MONNAYAGE DE PLACES DANS LES ETABLISSEMENTS PUBLICS DE L’ETAT : Un commerce florissant à Banfora
C’est un secret de Polichinelle : le monnayage de place dans les établissements publics de l’Etat a pion sur rue au Burkina Faso. A Banfora, la pratique n’émeut plus personne. Pire, elle prend de l’ampleur au point que l’on se demande si elle n’est pas devenue légale. Pour cette rentrée scolaire 2015-2016, les «monnayeurs» de place ont monté les enchères dans la cité du Paysan Noir. Entre 40 000 et 65 000 F CFA, c’est le montant qu’il faut désormais débourser pour obtenir une place. Soixante douze (72) heures d’immersion dans cet univers nous ont permis de mesurer l’ampleur de la pratique.
Le monnayage des places est devenu une pratique courante à Banfora. Dans la cité du Paysan Noir et chef-lieu de la région des Cascades, ce qui se passe dans certains établissements publics semble ne même plus émouvoir personne.
Chaque année, et ce depuis 2005, les places attribuées de droit aux enseignants, sont monnayées par certains
d’entre eux à des prix allant de 15 000 à 30 000 F CFA l’unité. La pratique a atteint des proportions inquiétantes, ces dernières années. En effet, au cours des 2 premières années de mise en œuvre du Continuum éducatif, les montants varient de 40 000 à 65 000 F CFA. La transaction s’effectue entre les enseignants affairistes et des parents d’élèves visiblement désemparés. Le phénomène date de plus d’une décennie dans cette ville frontalière du Burkina.

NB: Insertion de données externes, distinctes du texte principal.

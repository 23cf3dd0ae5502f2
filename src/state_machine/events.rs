use serde::{Deserialize, Serialize};

/// Events that can trigger step status transitions
#[derive(Debug, Clone, PartialEq, Eq, Serialize, Deserialize)]
#[serde(tag = "type", content = "data")]
pub enum StepEvent {
    /// Executor finished and its artifacts were persisted
    Complete,
    /// Unrecoverable executor or orchestration error
    Fail(String),
}

impl StepEvent {
    /// Get a string representation of the event type for logging
    pub fn event_type(&self) -> &'static str {
        match self {
            Self::Complete => "complete",
            Self::Fail(_) => "fail",
        }
    }

    /// Extract error message if this is a failure event
    pub fn error_message(&self) -> Option<&str> {
        match self {
            Self::Fail(msg) => Some(msg),
            Self::Complete => None,
        }
    }

    /// Create a failure event with the given error message
    pub fn fail_with_error(error: impl Into<String>) -> Self {
        Self::Fail(error.into())
    }
}
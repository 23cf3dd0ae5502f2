//! SIMBAD Pipeline Binary
//!
//! Runs one simulation to completion:
//!
//! ```bash
//! simbad-pipeline request.json
//! ```
//!
//! `request.json` holds `{"configurationName": ..., "configuration": {...}}`. The final
//! simulation record, with its steps, is printed as JSON. Ctrl-C revokes the running chain.

use anyhow::{bail, Context};
use std::sync::Arc;
use tokio::signal;
use tracing::{info, warn};

use simbad_pipeline::config::ConfigManager;
use simbad_pipeline::logging::init_structured_logging;
use simbad_pipeline::orchestration::{Orchestrator, SimulationRequest};
use simbad_pipeline::store::{InMemoryStore, PgStore, PipelineStore};

#[tokio::main]
async fn main() -> anyhow::Result<()> {
    init_structured_logging();

    let Some(request_path) = std::env::args().nth(1) else {
        bail!("usage: simbad-pipeline <request.json>");
    };

    let manager = ConfigManager::load().context("failed to load configuration")?;
    let config = manager.config().clone();

    let store: Arc<dyn PipelineStore> = match &config.database_url {
        Some(url) => Arc::new(
            PgStore::connect(url, config.worker_pool.max_concurrent_tasks as u32 + 1)
                .await
                .context("failed to connect to the database")?,
        ),
        None => {
            warn!("No database_url configured, using the in-memory store");
            Arc::new(InMemoryStore::new())
        }
    };

    let request: SimulationRequest = serde_json::from_slice(
        &tokio::fs::read(&request_path)
            .await
            .with_context(|| format!("failed to read {request_path}"))?,
    )
    .with_context(|| format!("{request_path} is not a simulation request"))?;

    let orchestrator = Orchestrator::with_command_renderer(config, store);
    let run = orchestrator.submit(request).await?;
    let simulation_id = run.simulation_id;
    info!(simulation_id, "Simulation submitted");

    let mut join = run.join;
    let outcome = tokio::select! {
        joined = &mut join => joined,
        _ = signal::ctrl_c() => {
            info!(simulation_id, "Shutdown signal received, revoking simulation");
            orchestrator.revoke_simulation(simulation_id);
            join.await
        }
    };

    let chain_error = match outcome.context("simulation chain panicked")? {
        Ok(outcome) => {
            info!(simulation_id, revoked_at = ?outcome.revoked_at, "Simulation chain ended");
            None
        }
        Err(error) => Some(error),
    };

    let status = orchestrator.simulation_status(simulation_id).await?;
    println!("{}", serde_json::to_string_pretty(&status)?);

    if let Some(error) = chain_error {
        bail!("simulation {simulation_id} failed: {error}");
    }
    Ok(())
}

Au regard du montant réclamé, et du silence des autorités en charge de l’enseignement secondaire, nombreux sont ceux qui sont conscients que la pratique est illégale. Le caractère illégal de l’opération ne décourage pas pour autant les parents d’élèves. Sans hésiter, la plupart d’entre eux acceptent de payer les différents montants pour obtenir une place au secondaire pour leur progéniture. Surtout lorsque l’élève n’a pas réussi à son concours d’entrée en 6e ou en seconde, ou lorsqu’il est exclu d’un établissement. « C’est un sacrifice que nous acceptons volontiers puisqu’une fois la place acquise, il ne nous reste plus que les frais de cotisation APE à payer. Or, généralement, ils ne dépassent guère 15 000 F CFA l’an à payer, et cela durant tout le cycle », confesse un parent d’élève ayant requis l’anonymat. Un autre de renchérir : « En 2009, la place qui était monnayée à 20 000 F est passée à 30 000 F CFA en 2012 avant d’atteindre 40 000 F et 65 000 selon la spécificité de la classe. Il n’est plus possible de trouver une place à moins de 40 000 F CFA de nos jours ».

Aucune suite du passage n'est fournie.